■ **Description of the task**:
Every record here needs to be duplicated exactly.
==========
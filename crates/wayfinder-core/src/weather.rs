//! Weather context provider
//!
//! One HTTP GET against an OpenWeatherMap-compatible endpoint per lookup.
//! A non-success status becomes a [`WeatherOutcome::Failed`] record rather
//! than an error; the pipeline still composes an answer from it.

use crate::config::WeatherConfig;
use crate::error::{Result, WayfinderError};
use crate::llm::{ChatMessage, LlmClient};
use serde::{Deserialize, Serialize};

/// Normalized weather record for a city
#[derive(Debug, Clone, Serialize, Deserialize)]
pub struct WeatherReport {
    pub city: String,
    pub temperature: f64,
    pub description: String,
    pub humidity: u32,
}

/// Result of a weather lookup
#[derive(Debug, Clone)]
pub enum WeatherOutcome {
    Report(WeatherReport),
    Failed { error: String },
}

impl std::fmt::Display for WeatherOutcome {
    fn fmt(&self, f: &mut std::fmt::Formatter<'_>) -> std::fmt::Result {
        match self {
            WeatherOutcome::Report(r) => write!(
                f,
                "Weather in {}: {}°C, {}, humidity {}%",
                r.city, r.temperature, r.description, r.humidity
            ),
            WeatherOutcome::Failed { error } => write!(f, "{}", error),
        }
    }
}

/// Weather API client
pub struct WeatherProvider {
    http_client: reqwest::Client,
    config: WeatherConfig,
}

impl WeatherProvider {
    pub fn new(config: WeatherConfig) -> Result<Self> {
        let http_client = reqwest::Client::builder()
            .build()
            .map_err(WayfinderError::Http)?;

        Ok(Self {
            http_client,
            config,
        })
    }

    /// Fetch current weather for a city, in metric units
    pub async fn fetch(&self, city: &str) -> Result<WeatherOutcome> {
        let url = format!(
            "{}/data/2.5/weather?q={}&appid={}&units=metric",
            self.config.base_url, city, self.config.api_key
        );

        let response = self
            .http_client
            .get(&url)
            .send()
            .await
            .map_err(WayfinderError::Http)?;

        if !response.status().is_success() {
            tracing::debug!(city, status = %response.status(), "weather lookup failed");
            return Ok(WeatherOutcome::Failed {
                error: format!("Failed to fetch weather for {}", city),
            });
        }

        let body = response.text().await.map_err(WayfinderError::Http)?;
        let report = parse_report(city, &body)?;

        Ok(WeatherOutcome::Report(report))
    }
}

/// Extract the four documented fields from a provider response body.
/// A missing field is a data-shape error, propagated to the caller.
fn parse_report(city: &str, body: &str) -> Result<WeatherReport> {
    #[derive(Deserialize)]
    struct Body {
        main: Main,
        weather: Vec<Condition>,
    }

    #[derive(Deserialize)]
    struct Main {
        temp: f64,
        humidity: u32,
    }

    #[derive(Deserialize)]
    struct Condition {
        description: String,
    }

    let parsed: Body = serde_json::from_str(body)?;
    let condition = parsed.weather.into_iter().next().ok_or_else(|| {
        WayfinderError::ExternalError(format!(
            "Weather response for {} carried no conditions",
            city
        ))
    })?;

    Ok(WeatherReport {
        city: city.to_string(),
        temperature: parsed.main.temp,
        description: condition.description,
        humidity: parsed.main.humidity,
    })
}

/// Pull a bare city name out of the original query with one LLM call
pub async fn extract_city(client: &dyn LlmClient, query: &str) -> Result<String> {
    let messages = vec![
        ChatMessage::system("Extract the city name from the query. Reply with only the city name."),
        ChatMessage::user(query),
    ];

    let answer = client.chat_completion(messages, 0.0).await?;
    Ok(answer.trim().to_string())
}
==========
■ **Answer to the problem**:
filename crates/wayfinder-core/src/weather.rs
//! Weather context provider
//!
//! One HTTP GET against an OpenWeatherMap-compatible endpoint per lookup.
//! A non-success status becomes a [`WeatherOutcome::Failed`] record rather
//! than an error; the pipeline still composes an answer from it.

use crate::config::WeatherConfig;
use crate::error::{Result, WayfinderError};
use crate::llm::{ChatMessage, LlmClient};
use serde::{Deserialize, Serialize};

/// Normalized weather record for a city
#[derive(Debug, Clone, Serialize, Deserialize)]
pub struct WeatherReport {
    pub city: String,
    pub temperature: f64,
    pub description: String,
    pub humidity: u32,
}

/// Result of a weather lookup
#[derive(Debug, Clone)]
pub enum WeatherOutcome {
    Report(WeatherReport),
    Failed { error: String },
}

impl std::fmt::Display for WeatherOutcome {
    fn fmt(&self, f: &mut std::fmt::Formatter<'_>) -> std::fmt::Result {
        match self {
            WeatherOutcome::Report(r) => write!(
                f,
                "Weather in {}: {}°C, {}, humidity {}%",
                r.city, r.temperature, r.description, r.humidity
            ),
            WeatherOutcome::Failed { error } => write!(f, "{}", error),
        }
    }
}

/// Weather API client
pub struct WeatherProvider {
    http_client: reqwest::Client,
    config: WeatherConfig,
}

impl WeatherProvider {
    pub fn new(config: WeatherConfig) -> Result<Self> {
        let http_client = reqwest::Client::builder()
            .build()
            .map_err(WayfinderError::Http)?;

        Ok(Self {
            http_client,
            config,
        })
    }

    /// Fetch current weather for a city, in metric units
    pub async fn fetch(&self, city: &str) -> Result<WeatherOutcome> {
        let url = format!(
            "{}/data/2.5/weather?q={}&appid={}&units=metric",
            self.config.base_url, city, self.config.api_key
        );

        let response = self
            .http_client
            .get(&url)
            .send()
            .await
            .map_err(WayfinderError::Http)?;

        if !response.status().is_success() {
            tracing::debug!(city, status = %response.status(), "weather lookup failed");
            return Ok(WeatherOutcome::Failed {
                error: format!("Failed to fetch weather for {}", city),
            });
        }

        let body = response.text().await.map_err(WayfinderError::Http)?;
        let report = parse_report(city, &body)?;

        Ok(WeatherOutcome::Report(report))
    }
}

/// Extract the four documented fields from a provider response body.
/// A missing field is a data-shape error, propagated to the caller.
fn parse_report(city: &str, body: &str) -> Result<WeatherReport> {
    #[derive(Deserialize)]
    struct Body {
        main: Main,
        weather: Vec<Condition>,
    }

    #[derive(Deserialize)]
    struct Main {
        temp: f64,
        humidity: u32,
    }

    #[derive(Deserialize)]
    struct Condition {
        description: String,
    }

    let parsed: Body = serde_json::from_str(body)?;
    let condition = parsed.weather.into_iter().next().ok_or_else(|| {
        WayfinderError::ExternalError(format!(
            "Weather response for {} carried no conditions",
            city
        ))
    })?;

    Ok(WeatherReport {
        city: city.to_string(),
        temperature: parsed.main.temp,
        description: condition.description,
        humidity: parsed.main.humidity,
    })
}

/// Pull a bare city name out of the original query with one LLM call
pub async fn extract_city(client: &dyn LlmClient, query: &str) -> Result<String> {
    let messages = vec![
        ChatMessage::system("Extract the city name from the query. Reply with only the city name."),
        ChatMessage::user(query),
    ];

    let answer = client.chat_completion(messages, 0.0).await?;
    Ok(answer.trim().to_string())
}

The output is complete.